Greek Tilapia Recipe
- 6 tilapia fillets (4 ounces each)
- 4 teaspoons butter
- 1 large egg
- 1 cup (4 ounces) crumbled tomato and basil feta cheese
- 1/3 cup fat-free milk
- 1/4 teaspoon cayenne pepper
- 1 large tomato, seeded and chopped
- 1/4 cup chopped ripe olives
- 1/4 cup pine nuts, toasted
- 1 tablespoon minced fresh parsley
- 1 tablespoon lemon juice
- 1/8 teaspoon pepper
- 1. In a large skillet, brown fish in butter in batches. Transfer to a 15-in. x 10-in. x 1-in. baking pan coated with cooking spray.
- 2. In a small bowl, combine the egg, cheese, milk and cayenne; spoon over fish. Sprinkle with tomato, olives and pine nuts. Bake, uncovered, at 425° for 10-15 minutes or until fish flakes easily with a fork.
- 3. In a small bowl, combine the parsley, lemon juice and pepper; drizzle over fish. Yield: 6 servings.
1 each: 224 calories, 11g fat (5g saturated fat), 107mg cholesterol, 306mg sodium, 4g carbohydrate (2g sugars, 2g fiber), 28g protein Diabetic Exchanges:3 lean meat, 2 fat
Reviews for Greek Tilapia
"Very tasty! The only changes I made were sliced olives instead of chopped, and omitted pine nuts simply because I didn't have them on hand. Easy recipe."
"So yummy! My family loved it!"
"Wonderful combination of flavors. Even my son loved this"
"Takes a little more work than other tilapia recipes but well worth it!"

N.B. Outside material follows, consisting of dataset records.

//! Minimal entity/component store whose systems can reach the interaction
//! manager, plus the component that mirrors entities into hitboxes.

use std::any::{Any, TypeId};
use std::collections::{BTreeMap, HashMap};

use tracing::{debug, warn};

use crate::color::HitboxColor;
use crate::hitbox::{BoundsFn, EventCallbacks, HitTestFn, HitboxData, HitboxId, HitboxPatch};
use crate::interaction::InteractionManager;
use crate::sprite::SpriteImage;

#[derive(Debug, Clone, Copy, PartialEq, Eq, Hash, PartialOrd, Ord)]
pub struct Entity(pub u64);

#[derive(Debug, Default)]
pub struct EntityAllocator {
    next: u64,
}

impl EntityAllocator {
    pub fn allocate(&mut self) -> Entity {
        let entity = Entity(self.next);
        self.next = self.next.saturating_add(1);
        entity
    }
}

#[derive(Default)]
struct ComponentContainer {
    map: HashMap<TypeId, Box<dyn Any>>,
}

impl ComponentContainer {
    fn insert<T: 'static>(&mut self, component: T) {
        self.map.insert(TypeId::of::<T>(), Box::new(component));
    }

    fn get<T: 'static>(&self) -> Option<&T> {
        self.map.get(&TypeId::of::<T>())?.downcast_ref()
    }

    fn get_mut<T: 'static>(&mut self) -> Option<&mut T> {
        self.map.get_mut(&TypeId::of::<T>())?.downcast_mut()
    }

    fn remove<T: 'static>(&mut self) -> Option<T> {
        let boxed = self.map.remove(&TypeId::of::<T>())?;
        boxed.downcast::<T>().ok().map(|component| *component)
    }

    fn has<T: 'static>(&self) -> bool {
        self.map.contains_key(&TypeId::of::<T>())
    }
}

pub trait System {
    fn name(&self) -> &'static str;

    /// Lower values run first.
    fn priority(&self) -> i32 {
        0
    }

    fn update(&mut self, ecs: &mut Ecs, interaction: &mut InteractionManager);
}

#[derive(Default)]
pub struct Ecs {
    allocator: EntityAllocator,
    entities: BTreeMap<Entity, ComponentContainer>,
    pending_removals: Vec<Entity>,
    systems: Vec<Box<dyn System>>,
}

impl Ecs {
    pub fn new() -> Self {
        Self::default()
    }

    pub fn add_entity(&mut self) -> Entity {
        let entity = self.allocator.allocate();
        self.entities.insert(entity, ComponentContainer::default());
        entity
    }

    /// Marks `entity` for removal at the end of the next [`Ecs::update`], so
    /// every system in a tick sees the same entity set.
    pub fn remove_entity(&mut self, entity: Entity) -> bool {
        if !self.entities.contains_key(&entity) {
            warn!(entity = entity.0, "entity_remove_missing");
            return false;
        }
        self.pending_removals.push(entity);
        true
    }

    pub fn contains_entity(&self, entity: Entity) -> bool {
        self.entities.contains_key(&entity)
    }

    pub fn is_pending_removal(&self, entity: Entity) -> bool {
        self.pending_removals.contains(&entity)
    }

    pub fn entity_count(&self) -> usize {
        self.entities.len()
    }

    pub fn add_component<T: 'static>(&mut self, entity: Entity, component: T) -> bool {
        let Some(container) = self.entities.get_mut(&entity) else {
            warn!(entity = entity.0, "component_add_missing_entity");
            return false;
        };
        container.insert(component);
        true
    }

    pub fn get_component<T: 'static>(&self, entity: Entity) -> Option<&T> {
        self.entities.get(&entity)?.get()
    }

    pub fn get_component_mut<T: 'static>(&mut self, entity: Entity) -> Option<&mut T> {
        self.entities.get_mut(&entity)?.get_mut()
    }

    pub fn remove_component<T: 'static>(&mut self, entity: Entity) -> Option<T> {
        self.entities.get_mut(&entity)?.remove()
    }

    pub fn has_component<T: 'static>(&self, entity: Entity) -> bool {
        self.entities
            .get(&entity)
            .is_some_and(ComponentContainer::has::<T>)
    }

    /// Entities carrying a `T`, in creation order.
    pub fn entities_with<T: 'static>(&self) -> Vec<Entity> {
        self.entities
            .iter()
            .filter(|(_, container)| container.has::<T>())
            .map(|(entity, _)| *entity)
            .collect()
    }

    pub fn find_entity_by<T: 'static>(&self, predicate: impl Fn(&T) -> bool) -> Option<Entity> {
        self.entities
            .iter()
            .find(|(_, container)| container.get::<T>().is_some_and(&predicate))
            .map(|(entity, _)| *entity)
    }

    pub fn add_system(&mut self, system: impl System + 'static) {
        debug!(system = system.name(), priority = system.priority(), "system_added");
        self.systems.push(Box::new(system));
        self.systems.sort_by_key(|system| system.priority());
    }

    pub fn system_count(&self) -> usize {
        self.systems.len()
    }

    /// Runs every system in ascending priority, then destroys entities
    /// marked for removal.
    pub fn update(&mut self, interaction: &mut InteractionManager) {
        let mut systems = std::mem::take(&mut self.systems);
        for system in &mut systems {
            system.update(self, interaction);
        }
        let added_during_update = std::mem::replace(&mut self.systems, systems);
        if !added_during_update.is_empty() {
            self.systems.extend(added_during_update);
            self.systems.sort_by_key(|system| system.priority());
        }
        self.apply_pending_removals();
    }

    fn apply_pending_removals(&mut self) {
        if self.pending_removals.is_empty() {
            return;
        }
        self.pending_removals.sort();
        self.pending_removals.dedup();
        for entity in self.pending_removals.drain(..) {
            self.entities.remove(&entity);
        }
    }
}

/// Hitbox definition attached to an entity; the entity is the hitbox id.
#[derive(Clone, Default)]
pub struct HitboxComponent {
    pub layer: i32,
    pub bounding_box: Option<BoundsFn>,
    pub hit_test: Option<HitTestFn>,
    pub color: Option<HitboxColor>,
    pub image: Option<SpriteImage>,
    pub callbacks: EventCallbacks,
    pub data: HitboxData,
    /// Bumped by [`HitboxComponent::mark_changed`]; the sync system only
    /// re-upserts a record when this differs from what it last mirrored.
    pub revision: u64,
}

impl HitboxComponent {
    pub fn mark_changed(&mut self) {
        self.revision = self.revision.wrapping_add(1);
    }

    pub fn to_patch(&self) -> HitboxPatch {
        HitboxPatch {
            layer: Some(self.layer),
            bounding_box: self.bounding_box.clone(),
            hit_test: self.hit_test.clone(),
            color: self.color,
            image: self.image.clone(),
            callbacks: Some(self.callbacks.clone()),
            data: Some(self.data.clone()),
        }
    }
}

pub const HITBOX_SYNC_PRIORITY: i32 = 90;

/// Mirrors every [`HitboxComponent`] into the interaction manager and drops
/// records whose entity or component went away.
#[derive(Debug, Default)]
pub struct HitboxSyncSystem {
    synced: BTreeMap<Entity, u64>,
}

impl HitboxSyncSystem {
    pub fn new() -> Self {
        Self::default()
    }
}

impl System for HitboxSyncSystem {
    fn name(&self) -> &'static str {
        "hitbox_sync"
    }

    fn priority(&self) -> i32 {
        HITBOX_SYNC_PRIORITY
    }

    fn update(&mut self, ecs: &mut Ecs, interaction: &mut InteractionManager) {
        let mut live = BTreeMap::new();
        for entity in ecs.entities_with::<HitboxComponent>() {
            if ecs.is_pending_removal(entity) {
                continue;
            }
            let Some(component) = ecs.get_component::<HitboxComponent>(entity) else {
                continue;
            };
            let id = HitboxId::Entity(entity);
            let unchanged = self.synced.get(&entity) == Some(&component.revision)
                && interaction.has_hitbox(&id);
            if !unchanged {
                interaction.upsert_hitbox(id, component.to_patch());
            }
            live.insert(entity, component.revision);
        }
        for stale in self.synced.keys().filter(|entity| !live.contains_key(entity)) {
            interaction.remove_hitbox(&HitboxId::Entity(*stale));
        }
        self.synced = live;
    }
}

"Outstanding flavor, easy to make, everyone loved it!"
"don't usually cook fish---think this will change my mind!!!!!!!!!"
"I'm typically not a huge fan of fish, but this dish was very tasty. Both my husband and my son really enjoyed it and gave it a "thumbs up" which is our family rating system to make again."
"Omitted pine nuts, because many people have severe reactions to them...their throat swells and breathing becomes difficult within minutes, so I never use them. Sunflower seed or slivered almonds are a better choice."
"Since I don't like ripe olives:( I omitted them, but kept the rest of the recipe intact. YUM!!"
"I made this and everybody loved it. Great recipe!"
"This is a new favorite in our house! Everyone loved it. We will be making this a lot!!"
"First saw this recipe in Taste of Home print edition. Made it and loved it! It's so easy and full of flavor. Even my husband went back for seconds! I used toasted almonds instead of pine nuts. Have made it twice already and added it to my favorites. Also a great recipe for those on the South Beach Diet."
"The egg and pine nuts made threw me off. If I make it again, I'll omit them and add more feta."
"Good flavor... unlike anything I've ever made before but my hubby really liked it:) I made some red potatoes with olive oil and Mediterranean seasoning as a side."
"This was so easy, so quick, and so good. Whole family loved it."
Light-Bodied White Wine
Enjoy this recipe with a light-bodied white wine such as Sauvignon Blanc or Pinot Grigio.